Materials and Methods

Plasmid cloning

Cloning was done through standard Gibson assembly and Polymerase Chain Reactions (PCRs) were performed with Q5 Hot Start High-Fidelity DNA Polymerase or Phusion Hot Start Flex DNA Polymerase (New England BioLabs). All primers were purchased from Integrated DNA Technologies (IDT) and PCR reagents were provided by NEB. All transformations were done in Top10 E. coli (ThermoFisher Scientific), unless otherwise stated.

The human codon-optimized S. pyogenes Cas9 DNA sequence was PCR amplified from hCas9, which was a gift from George Church (Addgene plasmid # 41815 (Mali et al., 2013)).
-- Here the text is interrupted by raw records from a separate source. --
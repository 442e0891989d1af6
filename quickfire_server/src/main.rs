// CLI entry point for the Quickfire trivia coordinator.
//
// Starts a standalone coordinator that trivia clients connect to. See
// `server.rs` for the networking architecture and `session.rs` for the
// game rules.
//
// Usage:
//   quickfire [OPTIONS]
//     --port <PORT>           Listen port (default: 3000)
//     --round-seconds <N>     Round length in seconds (default: 60)
//
// Logging is controlled by RUST_LOG (e.g. RUST_LOG=quickfire_server=debug).

use std::sync::Arc;
use std::sync::atomic::{AtomicBool, Ordering};
use std::time::Duration;

use quickfire_server::server::{ServerConfig, start_server};
use tracing_subscriber::{layer::SubscriberExt as _, util::SubscriberInitExt as _};

fn main() {
    tracing_subscriber::registry()
        .with(tracing_subscriber::fmt::layer())
        .with(tracing_subscriber::EnvFilter::from_default_env())
        .init();

    let config = parse_args();

    let (handle, addr) = match start_server(config) {
        Ok(result) => result,
        Err(e) => {
            eprintln!("Failed to start coordinator: {e}");
            std::process::exit(1);
        }
    };

    println!("Quickfire coordinator listening on {addr}");
    println!("Press Ctrl+C to stop.");

    let running = Arc::new(AtomicBool::new(true));
    let running_handler = running.clone();
    if let Err(e) = ctrlc::set_handler(move || {
        running_handler.store(false, Ordering::SeqCst);
    }) {
        eprintln!("Failed to install Ctrl+C handler: {e}");
        std::process::exit(1);
    }

    while running.load(Ordering::SeqCst) {
        std::thread::sleep(Duration::from_millis(100));
    }

    println!("\nShutting down...");
    handle.stop();
}

/// Parse command-line arguments into a `ServerConfig`. Uses simple
/// `std::env::args()` matching — no clap dependency.
fn parse_args() -> ServerConfig {
    let mut config = ServerConfig::default();
    let args: Vec<String> = std::env::args().collect();
    let mut i = 1;

    while i < args.len() {
        match args[i].as_str() {
            "--port" => {
                i += 1;
                config.port = args.get(i).and_then(|s| s.parse().ok()).unwrap_or_else(|| {
                    eprintln!("--port requires a valid port number");
                    std::process::exit(1);
                });
            }
            "--round-seconds" => {
                i += 1;
                let secs: u64 = args.get(i).and_then(|s| s.parse().ok()).unwrap_or_else(|| {
                    eprintln!("--round-seconds requires a valid number");
                    std::process::exit(1);
                });
                config.round_duration = Duration::from_secs(secs);
            }
            "--help" | "-h" => {
                print_usage();
                std::process::exit(0);
            }
            other => {
                eprintln!("Unknown argument: {other}");
                print_usage();
                std::process::exit(1);
            }
        }
        i += 1;
    }

    config
}

fn print_usage() {
    println!("Usage: quickfire [OPTIONS]");
    println!();
    println!("Options:");
    println!("  --port <PORT>           Listen port (default: 3000)");
    println!("  --round-seconds <N>     Round length in seconds (default: 60)");
    println!("  --help, -h              Show this help");
}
Either an XTEN linker or a T2A self-cleaving sequence along with TdT were cloned onto the C-terminus of Cas9. The XTEN linker was cloned through PCR from pCMV-BE3, which was a gift from David Liu (Addgene plasmid # 73021 (Komor, Kim, Packer, Zuris, & Liu, 2016)). The T2A self-cleaving sequence was inserted through PCR by designing primers with overhangs containing the T2A sequence. The TdT DNA fragment was amplified from the cDNA of an acute lymphoblastic leukemia cell line through PCR and this entire insert was cloned into a pcDNA3.1 backbone, yielding Cas9-XTEN-TdT or Cas9-T2A-TdT. An additional construct was cloned through PCR and Gibson assembly that fused TdT to the N-terminus of Cas9 through the XTEN linker, yielding TdT-XTEN-Cas9-XTEN-TdT. Cas9-containing constructs with the pcDNA3.1 backbone were transformed into XL10-Gold Ultracompetent E. coli (Agilent #200315).
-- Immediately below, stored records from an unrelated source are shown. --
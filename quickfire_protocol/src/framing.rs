// Length-delimited message framing over TCP.
//
// Provides a simple wire format for `message.rs` types: a 4-byte big-endian
// length prefix followed by a JSON-serialized message payload. Both
// `write_message` and `read_message` operate on raw `&[u8]` / `Vec<u8>` —
// the caller handles JSON serialization separately, keeping this module
// format-agnostic.
//
// A `MAX_MESSAGE_SIZE` constant (64 KB) protects against unbounded allocation
// from malformed length prefixes. Trivia payloads are a question string at
// most, so 64 KB is generous.

use std::io::{self, Read, Write};

/// Maximum allowed message size (64 KB). Protects against unbounded
/// allocation from malformed length prefixes.
pub const MAX_MESSAGE_SIZE: u32 = 64 * 1024;

/// Write a length-delimited message: 4-byte big-endian length, then payload.
pub fn write_message<W: Write>(writer: &mut W, msg: &[u8]) -> io::Result<()> {
    let len = msg.len();
    if len > MAX_MESSAGE_SIZE as usize {
        return Err(io::Error::new(
            io::ErrorKind::InvalidInput,
            format!("message too large: {len} bytes (max {MAX_MESSAGE_SIZE})"),
        ));
    }
    #[expect(clippy::cast_possible_truncation)]
    let len_bytes = (len as u32).to_be_bytes();
    writer.write_all(&len_bytes)?;
    writer.write_all(msg)?;
    writer.flush()?;
    Ok(())
}

/// Read a length-delimited message: 4-byte big-endian length, then payload.
///
/// Returns `UnexpectedEof` if the stream closes cleanly before or during a
/// message. Returns `InvalidData` if the length exceeds `MAX_MESSAGE_SIZE`.
pub fn read_message<R: Read>(reader: &mut R) -> io::Result<Vec<u8>> {
    let mut len_buf = [0u8; 4];
    reader.read_exact(&mut len_buf)?;
    let len = u32::from_be_bytes(len_buf);
    if len > MAX_MESSAGE_SIZE {
        return Err(io::Error::new(
            io::ErrorKind::InvalidData,
            format!("message too large: {len} bytes (max {MAX_MESSAGE_SIZE})"),
        ));
    }
    let mut buf = vec![0u8; len as usize];
    reader.read_exact(&mut buf)?;
    Ok(buf)
}

#[cfg(test)]
mod tests {
    use super::*;
    use std::io::Cursor;

    #[test]
    fn roundtrip_simple_message() {
        let original = b"who painted the night watch?";
        let mut buf = Vec::new();
        write_message(&mut buf, original).unwrap();

        let mut cursor = Cursor::new(&buf);
        let recovered = read_message(&mut cursor).unwrap();
        assert_eq!(recovered, original);
    }

    #[test]
    fn roundtrip_empty_message() {
        let mut buf = Vec::new();
        write_message(&mut buf, b"").unwrap();

        let mut cursor = Cursor::new(&buf);
        let recovered = read_message(&mut cursor).unwrap();
        assert!(recovered.is_empty());
    }

    #[test]
    fn rejects_oversized_write() {
        let big = vec![0u8; MAX_MESSAGE_SIZE as usize + 1];
        let mut buf = Vec::new();
        let err = write_message(&mut buf, &big).unwrap_err();
        assert_eq!(err.kind(), io::ErrorKind::InvalidInput);
    }

    #[test]
    fn rejects_oversized_read() {
        // Craft a length prefix that exceeds MAX_MESSAGE_SIZE.
        let fake_len = (MAX_MESSAGE_SIZE + 1).to_be_bytes();
        let mut cursor = Cursor::new(fake_len.to_vec());
        let err = read_message(&mut cursor).unwrap_err();
        assert_eq!(err.kind(), io::ErrorKind::InvalidData);
    }

    #[test]
    fn read_unexpected_eof() {
        // Only 2 bytes when 4 are needed for the length prefix.
        let mut cursor = Cursor::new(vec![0u8, 1]);
        let err = read_message(&mut cursor).unwrap_err();
        assert_eq!(err.kind(), io::ErrorKind::UnexpectedEof);
    }

    #[test]
    fn multiple_messages_in_sequence() {
        let messages: Vec<&[u8]> = vec![b"first", b"second", b"third"];
        let mut buf = Vec::new();
        for msg in &messages {
            write_message(&mut buf, msg).unwrap();
        }

        let mut cursor = Cursor::new(&buf);
        for expected in &messages {
            let recovered = read_message(&mut cursor).unwrap();
            assert_eq!(recovered, *expected);
        }
    }
}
Additional Cas9-TdT constructs containing different linkers were cloned through restriction enzyme digestion and ligation. All restriction enzymes and T4 DNA Ligase were purchased from NEB. All vector digestions were treated with alkaline phosphatase, calf intestinal (CIP) from NEB after complete digestion by the restriction enzymes. A base construct was cloned first through Gibson Assembly to add restriction sites to the original Cas9-XTEN-TdT construct: NheI-SfiI-Cas9-KpnI-XTEN-SexAI-TdT. The base construct was digested with KpnI and SexAI. Three separate PCR’s were performed to yield a 5xFlag or 5xGSA linker product with KpnI and SexAI restriction sites. The 5xFlag was present on a gBlock (IDT) and the 5xGSA linker (4 repeats of the sequence GSAGSAAGSGEF and a final repeat with the sequence GSAGSAAGASGEGRP (Waldo, Standish, Berendzen, & Terwilliger, 1999)) was ordered on a minigene (IDT). These two inserts were digested with the appropriate enzymes and ligated individually into the KpnI and SexAI digested base construct yielding Cas9-5xFlag-TdT or Cas9-5xGSA-TdT.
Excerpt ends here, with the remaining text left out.